Return all lines of the data in which the string "five" occurs.

** Opening Exercise materials block **

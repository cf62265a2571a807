use std::cell::RefCell;
use std::rc::Rc;

use gloo_file::File as GlooFile;
use gloo_timers::callback::Timeout;
use shared::ContentKind;
use wasm_bindgen::JsValue;
use web_sys::FileList;
use yew::prelude::*;

use crate::Model;

// Debounce function to limit button events
pub fn debounce<F>(duration: i32, callback: F) -> Callback<MouseEvent>
where
    F: Fn() + Clone + 'static,
{
    let timeout = Rc::new(RefCell::new(None::<Timeout>));
    let timeout_clone = Rc::clone(&timeout);

    Callback::from(move |_| {
        let mut timeout_ref = timeout_clone.borrow_mut();

        if let Some(old_timeout) = timeout_ref.take() {
            old_timeout.cancel();
        }

        let inner_callback = callback.clone();
        let new_timeout = Timeout::new(duration as u32, move || {
            inner_callback();
        });

        *timeout_ref = Some(new_timeout);
    })
}

pub fn collect_files(file_list: &FileList) -> Vec<GlooFile> {
    (0..file_list.length())
        .filter_map(|i| file_list.item(i))
        .map(GlooFile::from)
        .collect()
}

/// Char-safe truncation with an ellipsis for history labels.
pub fn truncate_label(value: &str, max_chars: usize) -> String {
    if value.chars().count() <= max_chars {
        value.to_string()
    } else {
        let head: String = value.chars().take(max_chars).collect();
        format!("{head}...")
    }
}

pub fn timestamp_label() -> String {
    js_sys::Date::new_0()
        .to_locale_string("en-US", &JsValue::UNDEFINED)
        .into()
}

pub fn file_size_label(bytes: u64) -> String {
    format!("{:.2} MB", bytes as f64 / 1024.0 / 1024.0)
}

pub fn kind_icon_class(kind: ContentKind) -> &'static str {
    match kind {
        ContentKind::Text => "fa-solid fa-file-lines",
        ContentKind::Image => "fa-solid fa-image",
        ContentKind::Video => "fa-solid fa-film",
    }
}

pub fn render_local_error(model: &Model) -> Html {
    if let Some(error) = &model.local_error {
        html! {
            <div class="error-message">
                <i class="fa-solid fa-circle-exclamation"></i>
                <p>{ error.to_string() }</p>
            </div>
        }
    } else {
        html! {}
    }
}
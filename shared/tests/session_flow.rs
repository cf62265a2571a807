use shared::{
    AnalysisInput, AnalysisResult, ContentKind, DetectionSignal, GatewayError, HistoryLedger,
    ProgressSequence, Session, SessionState, SignalWeight, Verdict, DEFAULT_DISCLAIMER,
};

fn text_result() -> AnalysisResult {
    AnalysisResult {
        ai_probability: 82.0,
        signals: vec![
            DetectionSignal {
                label: "Low perplexity".into(),
                weight: SignalWeight::High,
                detail: "score 8.1".into(),
            },
            DetectionSignal {
                label: "Uniform sentence length".into(),
                weight: SignalWeight::Medium,
                detail: String::new(),
            },
        ],
        metrics: Default::default(),
        processing_time_ms: 340,
        disclaimer: DEFAULT_DISCLAIMER.to_string(),
    }
}

// Mirrors what the frontend resolution handler does with a gateway outcome:
// discard if superseded, otherwise finish progress, record on success, and
// apply the terminal transition.
fn deliver(
    session: &mut Session,
    ledger: &mut HistoryLedger,
    token: u64,
    display_name: &str,
    outcome: Result<AnalysisResult, GatewayError>,
) -> bool {
    if !session.is_current(token) {
        return false;
    }
    session.set_progress(100);
    if let Ok(result) = &outcome {
        ledger.append(
            session.kind(),
            display_name.to_string(),
            result.clone(),
            "2026-08-23 12:00".into(),
        );
    }
    session.resolve(token, outcome)
}

#[test]
fn text_submission_succeeds_and_records_one_likely_ai_entry() {
    let mut session = Session::new();
    let mut ledger = HistoryLedger::new();

    let input = AnalysisInput::Text {
        body: "twenty five characters xx".into(),
    };
    assert!(session.can_submit(Some(&input)));
    let token = session.begin(&input, 1_000.0).unwrap();

    // Progress ticks while the call is outstanding.
    let mut seq = ProgressSequence::new();
    for _ in 0..3 {
        let step = seq.advance().unwrap();
        assert!(session.set_progress(step));
    }

    assert!(deliver(&mut session, &mut ledger, token, "twenty five characters xx", Ok(text_result())));

    match session.state() {
        SessionState::Succeeded { kind, result } => {
            assert_eq!(*kind, ContentKind::Text);
            assert_eq!(result.processing_time_ms, 340);
        }
        other => panic!("unexpected state: {other:?}"),
    }
    assert_eq!(ledger.len(), 1);
    let entry = ledger.iter_recent().next().unwrap();
    assert_eq!(Verdict::classify(entry.result.ai_probability), Verdict::LikelyAi);
}

#[test]
fn gateway_failure_surfaces_the_detail_and_leaves_history_untouched() {
    let mut session = Session::new();
    let mut ledger = HistoryLedger::new();

    session.select_kind(ContentKind::Image);
    let input = AnalysisInput::Image {
        mime_type: "image/png".into(),
    };
    let token = session.begin(&input, 0.0).unwrap();

    // Body {"detail":"model unavailable"} on an HTTP 500.
    assert!(deliver(
        &mut session,
        &mut ledger,
        token,
        "photo.png",
        Err(GatewayError::new("model unavailable")),
    ));

    assert_eq!(
        *session.state(),
        SessionState::Failed {
            kind: ContentKind::Image,
            message: "model unavailable".into(),
        }
    );
    assert!(ledger.is_empty());
}

#[test]
fn only_the_newest_of_two_overlapping_submissions_lands() {
    let mut session = Session::new();
    let mut ledger = HistoryLedger::new();
    let input = AnalysisInput::Text {
        body: "a body long enough to pass validation".into(),
    };

    let first = session.begin(&input, 0.0).unwrap();
    let second = session.begin(&input, 1.0).unwrap();

    // First request fails late; it must not be recorded or displayed.
    assert!(!deliver(
        &mut session,
        &mut ledger,
        first,
        "first",
        Err(GatewayError::new("timeout")),
    ));
    assert!(session.is_in_flight());
    assert!(ledger.is_empty());

    assert!(deliver(&mut session, &mut ledger, second, "second", Ok(text_result())));
    assert!(matches!(session.state(), SessionState::Succeeded { .. }));
    assert_eq!(ledger.len(), 1);
    assert_eq!(ledger.iter_recent().next().unwrap().display_name, "second");
}

#[test]
fn kind_switch_mid_flight_resets_and_discards_the_outcome() {
    let mut session = Session::new();
    let mut ledger = HistoryLedger::new();
    let input = AnalysisInput::Text {
        body: "a body long enough to pass validation".into(),
    };

    let token = session.begin(&input, 0.0).unwrap();
    assert!(session.select_kind(ContentKind::Video));
    assert_eq!(*session.state(), SessionState::Idle);

    assert!(!deliver(&mut session, &mut ledger, token, "stale", Ok(text_result())));
    assert_eq!(*session.state(), SessionState::Idle);
    assert!(ledger.is_empty());
}
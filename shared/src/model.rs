use std::collections::HashMap;

use serde::{Deserialize, Serialize};
use strum_macros::Display;

/// Shown whenever the gateway omits its own disclaimer.
pub const DEFAULT_DISCLAIMER: &str = "Probabilistic assessment. Not a definitive verdict.";

#[derive(Serialize, Deserialize, Display, Clone, Copy, Debug, PartialEq, Eq)]
#[serde(rename_all = "lowercase")]
#[strum(serialize_all = "lowercase")]
pub enum ContentKind {
    Text,
    Image,
    Video,
}

impl ContentKind {
    pub const ALL: [ContentKind; 3] = [ContentKind::Text, ContentKind::Image, ContentKind::Video];

    pub fn label(&self) -> &'static str {
        match self {
            ContentKind::Text => "Text",
            ContentKind::Image => "Image",
            ContentKind::Video => "Video",
        }
    }
}

#[derive(Serialize, Deserialize, Display, Clone, Copy, Debug, PartialEq, Eq)]
#[serde(rename_all = "lowercase")]
#[strum(serialize_all = "lowercase")]
pub enum SignalWeight {
    Low,
    Medium,
    High,
}

/// One explainable detection signal. The gateway's ordering is the display
/// ordering; it is never re-sorted on this side.
#[derive(Serialize, Deserialize, Clone, Debug, PartialEq)]
pub struct DetectionSignal {
    pub label: String,
    pub weight: SignalWeight,
    #[serde(default)]
    pub detail: String,
}

/// Verdict payload returned by the analysis gateway.
#[derive(Serialize, Deserialize, Clone, Debug, PartialEq)]
pub struct AnalysisResult {
    pub ai_probability: f64,
    pub signals: Vec<DetectionSignal>,
    #[serde(default)]
    pub metrics: HashMap<String, serde_json::Value>,
    pub processing_time_ms: u64,
    #[serde(default = "default_disclaimer")]
    pub disclaimer: String,
}

fn default_disclaimer() -> String {
    DEFAULT_DISCLAIMER.to_string()
}

/// Classification derived from the AI probability. Computed wherever the
/// probability is rendered so the gauge and the history list always agree.
#[derive(Clone, Copy, Debug, PartialEq, Eq)]
pub enum Verdict {
    LikelyAi,
    Uncertain,
    LikelyHuman,
}

impl Verdict {
    pub fn classify(ai_probability: f64) -> Self {
        if ai_probability > 70.0 {
            Verdict::LikelyAi
        } else if ai_probability > 45.0 {
            Verdict::Uncertain
        } else {
            Verdict::LikelyHuman
        }
    }

    pub fn label(&self) -> &'static str {
        match self {
            Verdict::LikelyAi => "Likely AI Generated",
            Verdict::Uncertain => "Uncertain",
            Verdict::LikelyHuman => "Likely Human-Created",
        }
    }

    pub fn css_class(&self) -> &'static str {
        match self {
            Verdict::LikelyAi => "likely-ai",
            Verdict::Uncertain => "uncertain",
            Verdict::LikelyHuman => "likely-human",
        }
    }
}

#[cfg(test)]
mod tests {
    use super::*;

    #[test]
    fn classify_is_boundary_exact() {
        assert_eq!(Verdict::classify(71.0), Verdict::LikelyAi);
        assert_eq!(Verdict::classify(70.0), Verdict::Uncertain);
        assert_eq!(Verdict::classify(46.0), Verdict::Uncertain);
        assert_eq!(Verdict::classify(45.0), Verdict::LikelyHuman);
        assert_eq!(Verdict::classify(0.0), Verdict::LikelyHuman);
        assert_eq!(Verdict::classify(100.0), Verdict::LikelyAi);
    }

    #[test]
    fn disclaimer_defaults_when_absent() {
        let json = r#"{
            "ai_probability": 82.0,
            "signals": [],
            "processing_time_ms": 340
        }"#;
        let result: AnalysisResult = serde_json::from_str(json).unwrap();
        assert_eq!(result.disclaimer, DEFAULT_DISCLAIMER);
        assert!(result.metrics.is_empty());
    }

    #[test]
    fn signal_order_survives_deserialization() {
        let json = r#"{
            "ai_probability": 55.0,
            "signals": [
                {"label": "High perplexity variance", "weight": "high", "detail": "2.31"},
                {"label": "Low burstiness", "weight": "medium"},
                {"label": "Common n-gram overlap", "weight": "low"}
            ],
            "processing_time_ms": 12
        }"#;
        let result: AnalysisResult = serde_json::from_str(json).unwrap();
        let labels: Vec<&str> = result.signals.iter().map(|s| s.label.as_str()).collect();
        assert_eq!(
            labels,
            ["High perplexity variance", "Low burstiness", "Common n-gram overlap"]
        );
        assert_eq!(result.signals[1].detail, "");
    }

    #[test]
    fn unknown_gateway_fields_are_ignored() {
        let json = r#"{
            "content_type": "text",
            "prediction": "ai_generated",
            "ai_probability": 90.0,
            "human_probability": 10.0,
            "signals": [],
            "metrics": {"perplexity": 12.4, "burstiness": "low"},
            "processing_time_ms": 87,
            "disclaimer": "Custom note."
        }"#;
        let result: AnalysisResult = serde_json::from_str(json).unwrap();
        assert_eq!(result.ai_probability, 90.0);
        assert_eq!(result.metrics.len(), 2);
        assert_eq!(result.disclaimer, "Custom note.");
    }
}
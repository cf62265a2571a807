use gloo_file::File as GlooFile;
use gloo_net::http::{Request, Response};
use serde::Deserialize;
use shared::{AnalysisResult, GatewayError};

const API_BASE: &str = "/api";

#[derive(Deserialize)]
struct ErrorBody {
    #[serde(default)]
    detail: String,
}

pub async fn analyze_text(body: String) -> Result<AnalysisResult, GatewayError> {
    let request = Request::post(&format!("{API_BASE}/analyze/text"))
        .json(&serde_json::json!({ "text": body }))
        .map_err(|e| GatewayError::new(format!("Failed to build request: {e}")))?;
    let response = request
        .send()
        .await
        .map_err(|e| GatewayError::new(e.to_string()))?;
    into_result(response).await
}

pub async fn analyze_image(file: GlooFile) -> Result<AnalysisResult, GatewayError> {
    analyze_upload("image", file).await
}

pub async fn analyze_video(file: GlooFile) -> Result<AnalysisResult, GatewayError> {
    analyze_upload("video", file).await
}

async fn analyze_upload(endpoint: &str, file: GlooFile) -> Result<AnalysisResult, GatewayError> {
    let form_data = web_sys::FormData::new()
        .map_err(|_| GatewayError::new("Failed to build form data"))?;
    form_data
        .append_with_blob("file", file.as_ref())
        .map_err(|_| GatewayError::new("Failed to attach file"))?;

    let request = Request::post(&format!("{API_BASE}/analyze/{endpoint}"))
        .body(form_data)
        .map_err(|e| GatewayError::new(format!("Failed to build request: {e}")))?;
    let response = request
        .send()
        .await
        .map_err(|e| GatewayError::new(e.to_string()))?;
    into_result(response).await
}

// Gateway error convention: a non-2xx response carries a JSON body with a
// `detail` field; when that cannot be parsed the message falls back to the
// literal "HTTP <status>".
async fn into_result(response: Response) -> Result<AnalysisResult, GatewayError> {
    if response.ok() {
        return response
            .json::<AnalysisResult>()
            .await
            .map_err(|e| GatewayError::new(format!("Failed to parse response: {e}")));
    }

    let status = response.status();
    let detail = response
        .json::<ErrorBody>()
        .await
        .ok()
        .map(|body| body.detail)
        .filter(|detail| !detail.is_empty());
    Err(GatewayError::new(
        detail.unwrap_or_else(|| format!("HTTP {status}")),
    ))
}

** Closing Exercise materials block **

**Response to this task**.
        body: "twenty five characters xx".into(),
    assert!(deliver(&mut session, &mut ledger, token, "twenty five characters xx", Ok(text_result())));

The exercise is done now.